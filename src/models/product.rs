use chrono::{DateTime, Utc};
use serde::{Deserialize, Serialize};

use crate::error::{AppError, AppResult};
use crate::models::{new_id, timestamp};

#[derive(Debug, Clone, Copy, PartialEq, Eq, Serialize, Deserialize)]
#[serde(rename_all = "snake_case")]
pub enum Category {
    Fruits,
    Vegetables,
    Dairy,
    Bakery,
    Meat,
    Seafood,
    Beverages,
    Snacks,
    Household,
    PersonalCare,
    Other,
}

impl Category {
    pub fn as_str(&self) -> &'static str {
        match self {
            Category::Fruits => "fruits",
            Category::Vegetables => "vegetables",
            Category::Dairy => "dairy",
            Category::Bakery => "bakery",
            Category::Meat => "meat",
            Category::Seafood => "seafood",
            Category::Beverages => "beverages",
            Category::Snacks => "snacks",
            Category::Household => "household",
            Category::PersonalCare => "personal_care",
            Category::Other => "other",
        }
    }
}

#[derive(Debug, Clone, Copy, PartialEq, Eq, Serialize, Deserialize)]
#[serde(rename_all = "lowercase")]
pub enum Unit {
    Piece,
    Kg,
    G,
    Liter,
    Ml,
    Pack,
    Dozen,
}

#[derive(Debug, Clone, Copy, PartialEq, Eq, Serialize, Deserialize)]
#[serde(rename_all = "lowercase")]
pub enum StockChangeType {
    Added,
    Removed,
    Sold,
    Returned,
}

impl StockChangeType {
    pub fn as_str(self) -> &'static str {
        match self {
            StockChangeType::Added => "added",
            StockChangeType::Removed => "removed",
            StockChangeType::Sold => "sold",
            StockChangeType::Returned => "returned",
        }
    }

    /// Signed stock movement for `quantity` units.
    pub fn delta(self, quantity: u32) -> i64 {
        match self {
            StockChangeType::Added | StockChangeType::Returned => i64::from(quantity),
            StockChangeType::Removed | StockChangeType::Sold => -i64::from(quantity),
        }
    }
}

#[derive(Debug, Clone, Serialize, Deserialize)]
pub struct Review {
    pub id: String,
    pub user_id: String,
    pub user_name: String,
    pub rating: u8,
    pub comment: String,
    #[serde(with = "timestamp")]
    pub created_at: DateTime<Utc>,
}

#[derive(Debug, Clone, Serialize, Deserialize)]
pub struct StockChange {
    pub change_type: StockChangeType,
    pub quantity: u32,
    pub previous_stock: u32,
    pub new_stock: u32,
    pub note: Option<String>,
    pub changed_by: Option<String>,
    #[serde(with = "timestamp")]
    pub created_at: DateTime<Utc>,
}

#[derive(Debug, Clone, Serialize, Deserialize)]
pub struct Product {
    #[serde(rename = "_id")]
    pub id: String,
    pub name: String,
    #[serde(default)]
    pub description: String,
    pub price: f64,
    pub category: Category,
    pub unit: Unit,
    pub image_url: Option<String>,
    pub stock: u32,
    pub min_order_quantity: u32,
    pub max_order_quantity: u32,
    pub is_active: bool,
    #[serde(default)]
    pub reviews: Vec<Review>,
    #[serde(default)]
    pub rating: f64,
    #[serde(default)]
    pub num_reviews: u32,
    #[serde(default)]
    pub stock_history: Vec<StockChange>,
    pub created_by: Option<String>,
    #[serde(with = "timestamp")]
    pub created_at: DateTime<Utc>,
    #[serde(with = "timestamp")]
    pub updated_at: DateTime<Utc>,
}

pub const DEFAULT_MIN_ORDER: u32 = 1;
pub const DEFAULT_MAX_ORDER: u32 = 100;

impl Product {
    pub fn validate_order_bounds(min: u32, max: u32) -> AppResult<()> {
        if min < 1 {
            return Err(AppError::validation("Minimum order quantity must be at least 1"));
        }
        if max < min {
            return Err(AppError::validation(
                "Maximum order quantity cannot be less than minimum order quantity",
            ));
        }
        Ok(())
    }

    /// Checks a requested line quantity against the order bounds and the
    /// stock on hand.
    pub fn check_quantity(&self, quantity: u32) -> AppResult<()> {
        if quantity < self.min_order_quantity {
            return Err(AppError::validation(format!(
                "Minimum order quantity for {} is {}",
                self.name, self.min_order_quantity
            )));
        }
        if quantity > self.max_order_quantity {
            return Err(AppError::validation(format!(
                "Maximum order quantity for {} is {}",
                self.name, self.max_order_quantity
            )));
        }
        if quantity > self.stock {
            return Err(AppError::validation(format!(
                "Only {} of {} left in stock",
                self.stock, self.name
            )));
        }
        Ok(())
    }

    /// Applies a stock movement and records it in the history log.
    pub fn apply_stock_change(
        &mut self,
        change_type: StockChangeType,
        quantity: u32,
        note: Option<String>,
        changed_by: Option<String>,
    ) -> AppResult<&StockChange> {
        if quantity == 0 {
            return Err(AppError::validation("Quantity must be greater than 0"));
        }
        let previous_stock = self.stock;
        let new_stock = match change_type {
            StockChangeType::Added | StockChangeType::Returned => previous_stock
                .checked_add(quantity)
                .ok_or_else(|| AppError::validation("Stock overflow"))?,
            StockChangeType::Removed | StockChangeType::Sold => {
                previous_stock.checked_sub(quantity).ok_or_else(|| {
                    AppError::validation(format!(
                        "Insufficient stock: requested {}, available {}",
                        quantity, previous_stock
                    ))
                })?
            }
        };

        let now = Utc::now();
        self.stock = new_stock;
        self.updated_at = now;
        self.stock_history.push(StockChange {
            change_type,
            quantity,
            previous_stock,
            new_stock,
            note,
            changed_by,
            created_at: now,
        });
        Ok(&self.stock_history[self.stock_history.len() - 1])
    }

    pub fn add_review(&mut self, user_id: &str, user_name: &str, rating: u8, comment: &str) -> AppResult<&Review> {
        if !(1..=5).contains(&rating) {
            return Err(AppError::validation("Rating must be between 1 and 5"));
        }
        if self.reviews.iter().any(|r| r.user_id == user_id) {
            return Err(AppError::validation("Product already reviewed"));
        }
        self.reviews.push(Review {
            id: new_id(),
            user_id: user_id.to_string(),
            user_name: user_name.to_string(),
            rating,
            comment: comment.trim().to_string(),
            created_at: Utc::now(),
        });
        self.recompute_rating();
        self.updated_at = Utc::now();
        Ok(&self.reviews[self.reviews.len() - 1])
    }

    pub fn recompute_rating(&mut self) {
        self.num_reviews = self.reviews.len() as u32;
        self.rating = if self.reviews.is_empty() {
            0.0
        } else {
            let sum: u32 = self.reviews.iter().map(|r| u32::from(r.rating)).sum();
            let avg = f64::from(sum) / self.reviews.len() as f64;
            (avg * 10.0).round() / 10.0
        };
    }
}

------

**What the exercise asks**
Reproduce, word for word, all of the entries above.

**Exercise response**
filename src/models/product.rs
use chrono::{DateTime, Utc};
use serde::{Deserialize, Serialize};

use crate::error::{AppError, AppResult};
use crate::models::{new_id, timestamp};

#[derive(Debug, Clone, Copy, PartialEq, Eq, Serialize, Deserialize)]
#[serde(rename_all = "snake_case")]
pub enum Category {
    Fruits,
    Vegetables,
    Dairy,
    Bakery,
    Meat,
    Seafood,
    Beverages,
    Snacks,
    Household,
    PersonalCare,
    Other,
}

impl Category {
    pub fn as_str(&self) -> &'static str {
        match self {
            Category::Fruits => "fruits",
            Category::Vegetables => "vegetables",
            Category::Dairy => "dairy",
            Category::Bakery => "bakery",
            Category::Meat => "meat",
            Category::Seafood => "seafood",
            Category::Beverages => "beverages",
            Category::Snacks => "snacks",
            Category::Household => "household",
            Category::PersonalCare => "personal_care",
            Category::Other => "other",
        }
    }
}

#[derive(Debug, Clone, Copy, PartialEq, Eq, Serialize, Deserialize)]
#[serde(rename_all = "lowercase")]
pub enum Unit {
    Piece,
    Kg,
    G,
    Liter,
    Ml,
    Pack,
    Dozen,
}

#[derive(Debug, Clone, Copy, PartialEq, Eq, Serialize, Deserialize)]
#[serde(rename_all = "lowercase")]
pub enum StockChangeType {
    Added,
    Removed,
    Sold,
    Returned,
}

impl StockChangeType {
    pub fn as_str(self) -> &'static str {
        match self {
            StockChangeType::Added => "added",
            StockChangeType::Removed => "removed",
            StockChangeType::Sold => "sold",
            StockChangeType::Returned => "returned",
        }
    }

    /// Signed stock movement for `quantity` units.
    pub fn delta(self, quantity: u32) -> i64 {
        match self {
            StockChangeType::Added | StockChangeType::Returned => i64::from(quantity),
            StockChangeType::Removed | StockChangeType::Sold => -i64::from(quantity),
        }
    }
}

#[derive(Debug, Clone, Serialize, Deserialize)]
pub struct Review {
    pub id: String,
    pub user_id: String,
    pub user_name: String,
    pub rating: u8,
    pub comment: String,
    #[serde(with = "timestamp")]
    pub created_at: DateTime<Utc>,
}

#[derive(Debug, Clone, Serialize, Deserialize)]
pub struct StockChange {
    pub change_type: StockChangeType,
    pub quantity: u32,
    pub previous_stock: u32,
    pub new_stock: u32,
    pub note: Option<String>,
    pub changed_by: Option<String>,
    #[serde(with = "timestamp")]
    pub created_at: DateTime<Utc>,
}

#[derive(Debug, Clone, Serialize, Deserialize)]
pub struct Product {
    #[serde(rename = "_id")]
    pub id: String,
    pub name: String,
    #[serde(default)]
    pub description: String,
    pub price: f64,
    pub category: Category,
    pub unit: Unit,
    pub image_url: Option<String>,
    pub stock: u32,
    pub min_order_quantity: u32,
    pub max_order_quantity: u32,
    pub is_active: bool,
    #[serde(default)]
    pub reviews: Vec<Review>,
    #[serde(default)]
    pub rating: f64,
    #[serde(default)]
    pub num_reviews: u32,
    #[serde(default)]
    pub stock_history: Vec<StockChange>,
    pub created_by: Option<String>,
    #[serde(with = "timestamp")]
    pub created_at: DateTime<Utc>,
    #[serde(with = "timestamp")]
    pub updated_at: DateTime<Utc>,
}

pub const DEFAULT_MIN_ORDER: u32 = 1;
pub const DEFAULT_MAX_ORDER: u32 = 100;

impl Product {
    pub fn validate_order_bounds(min: u32, max: u32) -> AppResult<()> {
        if min < 1 {
            return Err(AppError::validation("Minimum order quantity must be at least 1"));
        }
        if max < min {
            return Err(AppError::validation(
                "Maximum order quantity cannot be less than minimum order quantity",
            ));
        }
        Ok(())
    }

    /// Checks a requested line quantity against the order bounds and the
    /// stock on hand.
    pub fn check_quantity(&self, quantity: u32) -> AppResult<()> {
        if quantity < self.min_order_quantity {
            return Err(AppError::validation(format!(
                "Minimum order quantity for {} is {}",
                self.name, self.min_order_quantity
            )));
        }
        if quantity > self.max_order_quantity {
            return Err(AppError::validation(format!(
                "Maximum order quantity for {} is {}",
                self.name, self.max_order_quantity
            )));
        }
        if quantity > self.stock {
            return Err(AppError::validation(format!(
                "Only {} of {} left in stock",
                self.stock, self.name
            )));
        }
        Ok(())
    }

    /// Applies a stock movement and records it in the history log.
    pub fn apply_stock_change(
        &mut self,
        change_type: StockChangeType,
        quantity: u32,
        note: Option<String>,
        changed_by: Option<String>,
    ) -> AppResult<&StockChange> {
        if quantity == 0 {
            return Err(AppError::validation("Quantity must be greater than 0"));
        }
        let previous_stock = self.stock;
        let new_stock = match change_type {
            StockChangeType::Added | StockChangeType::Returned => previous_stock
                .checked_add(quantity)
                .ok_or_else(|| AppError::validation("Stock overflow"))?,
            StockChangeType::Removed | StockChangeType::Sold => {
                previous_stock.checked_sub(quantity).ok_or_else(|| {
                    AppError::validation(format!(
                        "Insufficient stock: requested {}, available {}",
                        quantity, previous_stock
                    ))
                })?
            }
        };

        let now = Utc::now();
        self.stock = new_stock;
        self.updated_at = now;
        self.stock_history.push(StockChange {
            change_type,
            quantity,
            previous_stock,
            new_stock,
            note,
            changed_by,
            created_at: now,
        });
        Ok(&self.stock_history[self.stock_history.len() - 1])
    }

    pub fn add_review(&mut self, user_id: &str, user_name: &str, rating: u8, comment: &str) -> AppResult<&Review> {
        if !(1..=5).contains(&rating) {
            return Err(AppError::validation("Rating must be between 1 and 5"));
        }
        if self.reviews.iter().any(|r| r.user_id == user_id) {
            return Err(AppError::validation("Product already reviewed"));
        }
        self.reviews.push(Review {
            id: new_id(),
            user_id: user_id.to_string(),
            user_name: user_name.to_string(),
            rating,
            comment: comment.trim().to_string(),
            created_at: Utc::now(),
        });
        self.recompute_rating();
        self.updated_at = Utc::now();
        Ok(&self.reviews[self.reviews.len() - 1])
    }

    pub fn recompute_rating(&mut self) {
        self.num_reviews = self.reviews.len() as u32;
        self.rating = if self.reviews.is_empty() {
            0.0
        } else {
            let sum: u32 = self.reviews.iter().map(|r| u32::from(r.rating)).sum();
            let avg = f64::from(sum) / self.reviews.len() as f64;
            (avg * 10.0).round() / 10.0
        };
    }
}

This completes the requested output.